* Exercise requirements:
Only lines with the word "super" belong in the answer; copy them from the records below.

* Information provided:
····················

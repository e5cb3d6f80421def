//! Shell tool — execute commands in a subprocess.
//!
//! Includes deny-pattern safety guard and optional workspace restriction.

use std::collections::HashMap;
use std::path::PathBuf;
use std::time::Duration;

use async_trait::async_trait;
use regex::Regex;
use serde_json::{json, Value};
use tokio::process::Command;
use tracing::{info, warn};

use super::base::{optional_string, require_string, Tool};

/// Maximum output length before truncation (characters).
const MAX_OUTPUT_LEN: usize = 10_000;

/// Default command timeout in seconds.
const DEFAULT_TIMEOUT_SECS: u64 = 60;

/// Dangerous command patterns that are always blocked.
const DENY_PATTERNS: &[&str] = &[
    r"\brm\s+-[rf]{1,2}\b",
    r"\bdel\s+/[fq]\b",
    r"\brmdir\s+/s\b",
    r"\b(format|mkfs|diskpart)\b",
    r"\bdd\s+if=",
    r">\s*/dev/sd",
    r"\b(shutdown|reboot|poweroff)\b",
    r":\(\)\s*\{.*\};\s*:",   // fork bomb
];

// ─────────────────────────────────────────────
// ExecTool
// ─────────────────────────────────────────────

/// Execute shell commands in a subprocess.
pub struct ExecTool {
    /// Working directory for commands.
    working_dir: PathBuf,
    /// Command timeout.
    timeout: Duration,
    /// If true, block commands that reference paths outside `working_dir`.
    restrict_to_workspace: bool,
    /// Compiled deny regexes (built once at construction).
    deny_regexes: Vec<Regex>,
}

impl ExecTool {
    /// Create a new `ExecTool`.
    pub fn new(
        working_dir: PathBuf,
        timeout_secs: Option<u64>,
        restrict_to_workspace: bool,
    ) -> Self {
        let deny_regexes: Vec<Regex> = DENY_PATTERNS
            .iter()
            .filter_map(|p| Regex::new(p).ok())
            .collect();

        Self {
            working_dir,
            timeout: Duration::from_secs(timeout_secs.unwrap_or(DEFAULT_TIMEOUT_SECS)),
            restrict_to_workspace,
            deny_regexes,
        }
    }

    /// Check if a command is safe to execute. Returns an error message if blocked.
    fn guard_command(&self, command: &str, cwd: &str) -> Option<String> {
        let lower = command.to_lowercase();

        // Check deny patterns
        for re in &self.deny_regexes {
            if re.is_match(&lower) {
                warn!(command = command, "command blocked by safety guard");
                return Some(
                    "Error: Command blocked by safety guard (dangerous pattern detected)".into(),
                );
            }
        }

        // Workspace restriction
        if self.restrict_to_workspace {
            // Block path traversal
            if command.contains("../") || command.contains("..\\") {
                return Some(
                    "Error: Command blocked — path traversal (../) not allowed in restricted mode"
                        .into(),
                );
            }

            // Check for absolute paths outside workspace
            let cwd_path = PathBuf::from(cwd);
            let abs_path_re = Regex::new(r#"(?:/[^\s"']+|[A-Za-z]:\\[^\s"']+)"#).ok();
            if let Some(re) = abs_path_re {
                for cap in re.find_iter(command) {
                    let p = PathBuf::from(cap.as_str());
                    let resolved = if p.exists() {
                        p.canonicalize().unwrap_or(p)
                    } else {
                        p
                    };
                    if !resolved.starts_with(&cwd_path) {
                        return Some(format!(
                            "Error: Command references path '{}' outside workspace",
                            cap.as_str()
                        ));
                    }
                }
            }
        }

        None
    }
}

#[async_trait]
impl Tool for ExecTool {
    fn name(&self) -> &str {
        "exec"
    }

    fn description(&self) -> &str {
        "Execute a shell command and return its output. \
         Use this for running builds, tests, git, or any CLI tool."
    }

    fn parameters(&self) -> Value {
        json!({
            "type": "object",
            "properties": {
                "command": {
                    "type": "string",
                    "description": "The shell command to execute"
                },
                "working_dir": {
                    "type": "string",
                    "description": "Optional working directory (defaults to workspace root)"
                }
            },
            "required": ["command"]
        })
    }

    async fn execute(&self, params: HashMap<String, Value>, _ctx: &convoy_core::ToolContext) -> anyhow::Result<String> {
        let command = require_string(&params, "command")?;
        let cwd = optional_string(&params, "working_dir")
            .unwrap_or_else(|| self.working_dir.to_string_lossy().to_string());

        // Safety check
        if let Some(err) = self.guard_command(&command, &cwd) {
            return Ok(err); // return as tool output, not Rust error
        }

        info!(command = %command, cwd = %cwd, "executing shell command");

        // Spawn the process
        let child = Command::new(if cfg!(target_os = "windows") { "cmd" } else { "sh" })
            .args(if cfg!(target_os = "windows") {
                vec!["/C", &command]
            } else {
                vec!["-c", &command]
            })
            .current_dir(&cwd)
            .stdout(std::process::Stdio::piped())
            .stderr(std::process::Stdio::piped())
            .spawn()
            .map_err(|e| anyhow::anyhow!("Failed to spawn command: {e}"))?;

        // Wait with timeout
        let result = tokio::time::timeout(self.timeout, child.wait_with_output()).await;

        match result {
            Ok(Ok(output)) => {
                let stdout = String::from_utf8_lossy(&output.stdout).to_string();
                let stderr = String::from_utf8_lossy(&output.stderr).to_string();
                let code = output.status.code().unwrap_or(-1);

                let mut parts = Vec::new();
                if !stdout.is_empty() {
                    parts.push(stdout);
                }
                if !stderr.is_empty() {
                    parts.push(format!("STDERR:\n{stderr}"));
                }
                if code != 0 {
                    parts.push(format!("Exit code: {code}"));
                }

                let mut combined = if parts.is_empty() {
                    "(no output)".to_string()
                } else {
                    parts.join("\n")
                };

                // Truncate if too long
                if combined.len() > MAX_OUTPUT_LEN {
                    let remaining = combined.len() - MAX_OUTPUT_LEN;
                    combined.truncate(MAX_OUTPUT_LEN);
                    combined.push_str(&format!("\n... (truncated, {remaining} more chars)"));
                }

                Ok(combined)
            }
            Ok(Err(e)) => {
                anyhow::bail!("Command failed: {e}");
            }
            Err(_) => {
                // Timeout
                Ok(format!(
                    "Error: Command timed out after {} seconds",
                    self.timeout.as_secs()
                ))
            }
        }
    }
}

// ─────────────────────────────────────────────
// Tests
// ─────────────────────────────────────────────

#[cfg(test)]
mod tests {
    use super::*;

    fn test_ctx() -> convoy_core::ToolContext {
        convoy_core::ToolContext::new("sess-1", std::env::temp_dir(), "cli", "user")
    }

    fn make_params(pairs: &[(&str, &str)]) -> HashMap<String, Value> {
        pairs
            .iter()
            .map(|(k, v)| (k.to_string(), Value::String(v.to_string())))
            .collect()
    }

    #[tokio::test]
    async fn test_exec_echo() {
        let dir = tempfile::tempdir().unwrap();
        let tool = ExecTool::new(dir.path().to_path_buf(), Some(10), false);
        let result = tool
            .execute(make_params(&[("command", "echo hello")]), &test_ctx())
            .await
            .unwrap();
        assert!(result.contains("hello"));
    }

    #[tokio::test]
    async fn test_exec_exit_code() {
        let dir = tempfile::tempdir().unwrap();
        let tool = ExecTool::new(dir.path().to_path_buf(), Some(10), false);
        let result = tool
            .execute(make_params(&[("command", "exit 42")]), &test_ctx())
            .await
            .unwrap();
        assert!(result.contains("Exit code: 42"));
    }

    #[test]
    fn test_guard_blocks_rm_rf() {
        let tool = ExecTool::new(PathBuf::from("/tmp"), None, false);
        let guard = tool.guard_command("rm -rf /", "/tmp");
        assert!(guard.is_some());
        assert!(guard.unwrap().contains("dangerous pattern"));
    }

    #[test]
    fn test_guard_blocks_fork_bomb() {
        let tool = ExecTool::new(PathBuf::from("/tmp"), None, false);
        let guard = tool.guard_command(":() { :|:& };:", "/tmp");
        assert!(guard.is_some());
    }

    #[test]
    fn test_guard_blocks_shutdown() {
        let tool = ExecTool::new(PathBuf::from("/tmp"), None, false);
        let guard = tool.guard_command("sudo shutdown -h now", "/tmp");
        assert!(guard.is_some());
    }

    #[test]
    fn test_guard_allows_safe_commands() {
        let tool = ExecTool::new(PathBuf::from("/tmp"), None, false);
        assert!(tool.guard_command("echo hello", "/tmp").is_none());
        assert!(tool.guard_command("ls -la", "/tmp").is_none());
        assert!(tool.guard_command("cat file.txt", "/tmp").is_none());
        assert!(tool.guard_command("cargo test", "/tmp").is_none());
    }

    #[test]
    fn test_guard_blocks_traversal_in_restricted_mode() {
        let tool = ExecTool::new(PathBuf::from("/tmp/workspace"), None, true);
        let guard = tool.guard_command("cat ../../../etc/passwd", "/tmp/workspace");
        assert!(guard.is_some());
        assert!(guard.unwrap().contains("path traversal"));
    }

    #[tokio::test]
    async fn test_exec_timeout() {
        let dir = tempfile::tempdir().unwrap();
        let tool = ExecTool::new(dir.path().to_path_buf(), Some(1), false);
        let result = tool
            .execute(make_params(&[("command", "sleep 30")]), &test_ctx())
            .await
            .unwrap();
        assert!(result.contains("timed out"));
    }

    #[test]
    fn test_tool_definition() {
        let tool = ExecTool::new(PathBuf::from("/tmp"), None, false);
        let def = tool.to_definition();
        assert_eq!(def.function.name, "exec");
        assert_eq!(def.tool_type, "function");
    }
}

····················

* Task result:
use super::base::{optional_string, require_string, Tool};
    use super::*;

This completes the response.